Senior Software Engineer
Former Employee
Worked at Capital One for 4 years
February 28, 2020
McLean, Virginia
2.0
Doesn't RecommendNegative OutlookDoesn't Approve of CEO
Pros

Bikes in silly colors, great cafeterias, competitive (not extravagant) pay, as much Kool-Aid as you can possibly chug.

Cons

The performance management system is like something out of the Middle Ages, based on a forced distribution at the team level—meaning if you have four people on your team, one of you is going to get a bad rating. This does wonderful things for team cohesion and makes people optimize for very strange things.
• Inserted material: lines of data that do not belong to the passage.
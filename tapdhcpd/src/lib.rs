//! Promiscuous, per-tap DHCP/IPv6-ND responder for VM hosting hypervisors.
//!
//! The pieces that make up the daemon are split into small modules mirroring
//! the server's own component boundaries: host introspection, the binding
//! store and its reconciler, the three packet responders, raw L2 injection,
//! and the queue/filesystem-watcher multiplexer that drives all of them.
//! [`server::bind`] and [`server::serve`] are the two entry points `main`
//! calls once the ambient stack (CLI parsing, logging, daemonization,
//! privilege drop) has set up, split so privileges can be dropped between
//! them.

pub mod binding_file;
pub mod cli;
pub mod dhcp_responder;
pub mod host;
pub mod inject;
pub mod model;
pub mod ndp_responder;
pub mod privilege;
pub mod queue;
pub mod reconciler;
pub mod server;
pub mod store;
If you are a software developer, expect to get stuck in an on-call rotation at least once a month and doing a lot of DevOps work, even if you weren't hired as a DevOps engineer. Toward the end of my time there, 90% of the work my team did was related to scrambling to comply with some new enterprise-wide mandate (fix X, switch to using Y, etc.). In the end, we had almost no time left to build our product. The product owners and tech leads are really out of touch; a lot of them have no technical background.

Also, the decision to abolish assigned seating and move to "everyone scramble for a seat every day" (excuse me... "Flex Seating"! Yay!) is a horrible decision. It makes the day so stressful to never have any idea whether you will be able to find a decent seat or not, and yet despite the overcrowding, many teams do not allow for regular remote work.

Advice to Management

Thin out your burgeoning ranks of middle management. The VP+ level people get it, Rich gets it, the individual contributors and performers get it, but no one in between gets it. Get rid of half of your senior manager through senior director level people and save what could be a great company.

And give people their own seat. If you really cannot build or rent enough space for your workforce, you shouldn't be hiring more people.